*Stored items:*
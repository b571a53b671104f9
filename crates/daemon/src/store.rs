//! Store seam: the persistence contract the daemon dispatches against.
//!
//! The daemon never talks to a concrete database; everything goes through
//! [`Store`], serialized by one shared lock (see [`SharedStore`]). The
//! bundled [`MemoryStore`] keeps tracked files, watched directories and
//! per-path history in memory.

use fsentry_protocol::FileInfo;
use parking_lot::Mutex;
use std::collections::BTreeMap;
use std::collections::BTreeSet;
use std::path::{Path, PathBuf};
use std::sync::Arc;

/// The one store lock shared by the change processor and the dispatcher.
/// Held for the duration of a single store call, never across an IPC
/// round trip.
pub type SharedStore = Arc<Mutex<dyn Store + Send>>;

/// CRUD and query surface of the history/metadata store.
pub trait Store: Send {
    /// Directories whose watches should be restored at startup.
    fn all_dirs(&self) -> Vec<PathBuf>;

    /// Start tracking a file.
    fn insert_file(&mut self, info: FileInfo);

    /// Start tracking a directory.
    fn insert_dir(&mut self, path: &Path);

    /// Stop tracking a path (file or directory); drops its history.
    fn remove(&mut self, path: &Path);

    /// Whether a change event for `path` should be recorded.
    fn is_file_tracked(&self, path: &Path) -> bool;

    /// Append one change record to the path's history.
    fn add_to_history(&mut self, info: FileInfo);

    /// Change history of one path, oldest first.
    fn history(&self, path: &Path) -> Vec<FileInfo>;

    /// Look up one tracked file by exact path.
    fn search_by_path(&self, path: &Path) -> Option<FileInfo>;

    /// All tracked files whose file name matches `name`.
    fn search_by_name(&self, name: &str) -> Vec<FileInfo>;

    /// Drop all history for every path.
    fn clear_all_history(&mut self);

    /// Drop the history of one path.
    fn clear_history(&mut self, path: &Path);

    /// All tracked files located under `dir`.
    fn files_from_dir(&self, dir: &Path) -> Vec<FileInfo>;

    /// Every tracked file.
    fn all_files(&self) -> Vec<FileInfo>;
}

/// In-memory [`Store`] implementation.
#[derive(Debug, Default)]
pub struct MemoryStore {
    files: BTreeMap<PathBuf, FileInfo>,
    dirs: BTreeSet<PathBuf>,
    history: BTreeMap<PathBuf, Vec<FileInfo>>,
}

impl MemoryStore {
    #[must_use]
    pub fn new() -> Self {
        Self::default()
    }
}

impl Store for MemoryStore {
    fn all_dirs(&self) -> Vec<PathBuf> {
        self.dirs.iter().cloned().collect()
    }

    fn insert_file(&mut self, info: FileInfo) {
        self.files.insert(info.path.clone(), info);
    }

    fn insert_dir(&mut self, path: &Path) {
        self.dirs.insert(path.to_path_buf());
    }

    fn remove(&mut self, path: &Path) {
        self.files.remove(path);
        self.dirs.remove(path);
        self.history.remove(path);
    }

    fn is_file_tracked(&self, path: &Path) -> bool {
        self.files.contains_key(path)
    }

    fn add_to_history(&mut self, info: FileInfo) {
        self.history
            .entry(info.path.clone())
            .or_default()
            .push(info);
    }

    fn history(&self, path: &Path) -> Vec<FileInfo> {
        self.history.get(path).cloned().unwrap_or_default()
    }

    fn search_by_path(&self, path: &Path) -> Option<FileInfo> {
        self.files.get(path).cloned()
    }

    fn search_by_name(&self, name: &str) -> Vec<FileInfo> {
        self.files
            .values()
            .filter(|info| {
                info.path
                    .file_name()
                    .is_some_and(|file_name| file_name == name)
            })
            .cloned()
            .collect()
    }

    fn clear_all_history(&mut self) {
        self.history.clear();
    }

    fn clear_history(&mut self, path: &Path) {
        self.history.remove(path);
    }

    fn files_from_dir(&self, dir: &Path) -> Vec<FileInfo> {
        self.files
            .values()
            .filter(|info| info.path.starts_with(dir) && info.path != dir)
            .cloned()
            .collect()
    }

    fn all_files(&self) -> Vec<FileInfo> {
        self.files.values().cloned().collect()
    }
}

/// Wrap a store behind the shared lock.
pub fn shared(store: impl Store + 'static) -> SharedStore {
    Arc::new(Mutex::new(store))
}

#[cfg(test)]
mod tests {
    use super::*;

    fn info_for(path: &str) -> FileInfo {
        let mut info = FileInfo::empty();
        info.path = PathBuf::from(path);
        info
    }

    #[test]
    fn test_insert_and_search_by_path() {
        let mut store = MemoryStore::new();
        store.insert_file(info_for("/data/a.txt"));
        assert!(store.is_file_tracked(Path::new("/data/a.txt")));
        assert!(!store.is_file_tracked(Path::new("/data/b.txt")));
        let found = store.search_by_path(Path::new("/data/a.txt")).unwrap();
        assert_eq!(found.path, PathBuf::from("/data/a.txt"));
    }

    #[test]
    fn test_search_by_name_matches_file_name_component() {
        let mut store = MemoryStore::new();
        store.insert_file(info_for("/data/a/report.txt"));
        store.insert_file(info_for("/data/b/report.txt"));
        store.insert_file(info_for("/data/b/other.txt"));
        let hits = store.search_by_name("report.txt");
        assert_eq!(hits.len(), 2);
        assert!(store.search_by_name("missing.txt").is_empty());
    }

    #[test]
    fn test_history_is_per_path_and_ordered() {
        let mut store = MemoryStore::new();
        for size in [1u64, 2, 3] {
            let mut info = info_for("/data/a.txt");
            info.size = size;
            store.add_to_history(info);
        }
        store.add_to_history(info_for("/data/b.txt"));
        let a = store.history(Path::new("/data/a.txt"));
        assert_eq!(a.iter().map(|i| i.size).collect::<Vec<_>>(), vec![1, 2, 3]);
        assert_eq!(store.history(Path::new("/data/b.txt")).len(), 1);
    }

    #[test]
    fn test_clear_history_selective() {
        let mut store = MemoryStore::new();
        store.add_to_history(info_for("/a"));
        store.add_to_history(info_for("/b"));
        store.clear_history(Path::new("/a"));
        assert!(store.history(Path::new("/a")).is_empty());
        assert_eq!(store.history(Path::new("/b")).len(), 1);
        store.add_to_history(info_for("/a"));
        store.clear_all_history();
        assert!(store.history(Path::new("/a")).is_empty());
        assert!(store.history(Path::new("/b")).is_empty());
    }

    #[test]
    fn test_files_from_dir_excludes_outsiders() {
        let mut store = MemoryStore::new();
        store.insert_file(info_for("/watched/one.txt"));
        store.insert_file(info_for("/watched/sub/two.txt"));
        store.insert_file(info_for("/elsewhere/three.txt"));
        let hits = store.files_from_dir(Path::new("/watched"));
        assert_eq!(hits.len(), 2);
    }

    #[test]
    fn test_remove_drops_file_dir_and_history() {
        let mut store = MemoryStore::new();
        store.insert_file(info_for("/data/a.txt"));
        store.insert_dir(Path::new("/data"));
        store.add_to_history(info_for("/data/a.txt"));
        store.remove(Path::new("/data/a.txt"));
        assert!(!store.is_file_tracked(Path::new("/data/a.txt")));
        assert!(store.history(Path::new("/data/a.txt")).is_empty());
        store.remove(Path::new("/data"));
        assert!(store.all_dirs().is_empty());
    }

    #[test]
    fn test_all_dirs_seeds_watches() {
        let mut store = MemoryStore::new();
        store.insert_dir(Path::new("/srv/b"));
        store.insert_dir(Path::new("/srv/a"));
        store.insert_dir(Path::new("/srv/a"));
        assert_eq!(
            store.all_dirs(),
            vec![PathBuf::from("/srv/a"), PathBuf::from("/srv/b")]
        );
    }
}
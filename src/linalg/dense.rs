//! Dense square matrix view with in-place LU, used for the algebraic
//! sub-blocks of the binding equations.
//!
//! The view borrows its storage from a [`FactorizableBandMatrix`] that is
//! about to be re-factorized anyway (see
//! [`FactorizableBandMatrix::dense_scratch`]), so no extra allocation is
//! needed during consistent initialization.
//!
//! [`FactorizableBandMatrix`]: crate::linalg::FactorizableBandMatrix
//! [`FactorizableBandMatrix::dense_scratch`]: crate::linalg::FactorizableBandMatrix::dense_scratch

use crate::error::LinearSolverError;
use crate::linalg::BandMatrix;

/// Row-major dense `n x n` matrix over borrowed storage.
pub struct DenseSlab<'a> {
    data: &'a mut [f64],
    pivot: &'a mut [usize],
    n: usize,
    factorized: bool,
}

impl<'a> DenseSlab<'a> {
    pub fn new(data: &'a mut [f64], pivot: &'a mut [usize], n: usize) -> Self {
        assert!(data.len() >= n * n);
        assert!(pivot.len() >= n);
        Self {
            data,
            pivot,
            n,
            factorized: false,
        }
    }

    pub fn order(&self) -> usize {
        self.n
    }

    #[inline]
    pub fn get(&self, row: usize, col: usize) -> f64 {
        self.data[row * self.n + col]
    }

    #[inline]
    pub fn set(&mut self, row: usize, col: usize, value: f64) {
        self.data[row * self.n + col] = value;
        self.factorized = false;
    }

    pub fn set_all(&mut self, value: f64) {
        self.data[..self.n * self.n].fill(value);
        self.factorized = false;
    }

    /// Copies a rectangular patch of a band matrix into this dense matrix.
    ///
    /// Row `i` of the patch is row `start_row + i` of the band matrix; the
    /// first column of the patch is the column of the diagonal at `start_row`
    /// shifted by `start_diag`. Entries outside the band are zero.
    pub fn copy_submatrix_from_banded(
        &mut self,
        src: &BandMatrix,
        start_row: usize,
        start_diag: isize,
        n_rows: usize,
        n_cols: usize,
    ) {
        debug_assert!(n_rows <= self.n && n_cols <= self.n);
        for i in 0..n_rows {
            let row = start_row + i;
            for j in 0..n_cols {
                let d = start_diag + j as isize - i as isize;
                let value = if d < -(src.lower_bandwidth() as isize)
                    || d > src.upper_bandwidth() as isize
                {
                    0.0
                } else {
                    let col = row as isize + d;
                    if col < 0 || col >= src.rows() as isize {
                        0.0
                    } else {
                        src.get(row, d)
                    }
                };
                self.data[i * self.n + j] = value;
            }
        }
        self.factorized = false;
    }

    /// In-place LU factorization with partial pivoting.
    pub fn factorize(&mut self) -> Result<(), LinearSolverError> {
        let n = self.n;
        self.factorized = false;
        for k in 0..n {
            let mut p = k;
            let mut pmax = self.data[k * n + k].abs();
            for r in (k + 1)..n {
                let v = self.data[r * n + k].abs();
                if v > pmax {
                    pmax = v;
                    p = r;
                }
            }
            if pmax == 0.0 {
                return Err(LinearSolverError::SingularMatrix { row: k });
            }
            self.pivot[k] = p;
            if p != k {
                for c in 0..n {
                    self.data.swap(k * n + c, p * n + c);
                }
            }
            let pivot_value = self.data[k * n + k];
            for r in (k + 1)..n {
                let factor = self.data[r * n + k] / pivot_value;
                self.data[r * n + k] = factor;
                for c in (k + 1)..n {
                    self.data[r * n + c] -= factor * self.data[k * n + c];
                }
            }
        }
        self.factorized = true;
        Ok(())
    }

    /// Solves `A x = b` in place using the stored factorization.
    pub fn solve(&self, b: &mut [f64]) -> Result<(), LinearSolverError> {
        if !self.factorized {
            return Err(LinearSolverError::NotFactorized);
        }
        let n = self.n;
        debug_assert!(b.len() >= n);
        for k in 0..n {
            let p = self.pivot[k];
            if p != k {
                b.swap(k, p);
            }
            for r in (k + 1)..n {
                b[r] -= self.data[r * n + k] * b[k];
            }
        }
        for k in (0..n).rev() {
            let mut acc = b[k];
            for c in (k + 1)..n {
                acc -= self.data[k * n + c] * b[c];
            }
            b[k] = acc / self.data[k * n + k];
        }
        Ok(())
    }
}

#[cfg(test)]
mod tests {
    use super::*;

    #[test]
    fn test_factorize_solve() {
        let mut data = vec![0.0; 9];
        let mut pivot = vec![0; 3];
        let mut m = DenseSlab::new(&mut data, &mut pivot, 3);
        // [[2, 1, 0], [1, 3, 1], [0, 1, 4]] * [1, 2, 3] = [4, 10, 14]
        m.set(0, 0, 2.0);
        m.set(0, 1, 1.0);
        m.set(1, 0, 1.0);
        m.set(1, 1, 3.0);
        m.set(1, 2, 1.0);
        m.set(2, 1, 1.0);
        m.set(2, 2, 4.0);
        m.factorize().unwrap();
        let mut b = vec![4.0, 10.0, 14.0];
        m.solve(&mut b).unwrap();
        assert!((b[0] - 1.0).abs() < 1e-14);
        assert!((b[1] - 2.0).abs() < 1e-14);
        assert!((b[2] - 3.0).abs() < 1e-14);
    }

    #[test]
    fn test_pivoting_zero_diagonal() {
        let mut data = vec![0.0; 4];
        let mut pivot = vec![0; 2];
        let mut m = DenseSlab::new(&mut data, &mut pivot, 2);
        // [[0, 1], [1, 0]] swaps the unknowns
        m.set(0, 1, 1.0);
        m.set(1, 0, 1.0);
        m.factorize().unwrap();
        let mut b = vec![5.0, 7.0];
        m.solve(&mut b).unwrap();
        assert_eq!(b, vec![7.0, 5.0]);
    }

    #[test]
    fn test_singular_reported() {
        let mut data = vec![0.0; 4];
        let mut pivot = vec![0; 2];
        let mut m = DenseSlab::new(&mut data, &mut pivot, 2);
        m.set(0, 0, 1.0);
        m.set(0, 1, 2.0);
        m.set(1, 0, 2.0);
        m.set(1, 1, 4.0);
        assert!(matches!(
            m.factorize(),
            Err(LinearSolverError::SingularMatrix { row: 1 })
        ));
    }

    #[test]
    fn test_copy_from_banded() {
        let mut band = BandMatrix::new(6, 1, 1);
        for r in 0..6 {
            for d in -1isize..=1 {
                let c = r as isize + d;
                if c < 0 || c >= 6 {
                    continue;
                }
                band.set(r, d, (r * 10) as f64 + c as f64);
            }
        }
        let mut data = vec![0.0; 4];
        let mut pivot = vec![0; 2];
        let mut m = DenseSlab::new(&mut data, &mut pivot, 2);
        // Rows 2..4, first column = column 2 (start_diag 0)
        m.copy_submatrix_from_banded(&band, 2, 0, 2, 2);
        assert_eq!(m.get(0, 0), 22.0);
        assert_eq!(m.get(0, 1), 23.0);
        assert_eq!(m.get(1, 0), 32.0);
        assert_eq!(m.get(1, 1), 33.0);
    }
}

*WHAT THIS TASK INVOLVES:* For the word "filter", find every line in the data that holds it and copy that line.

*TASK ANSWER:*
            .filter(|info| {
            .filter(|info| info.path.starts_with(dir) && info.path != dir)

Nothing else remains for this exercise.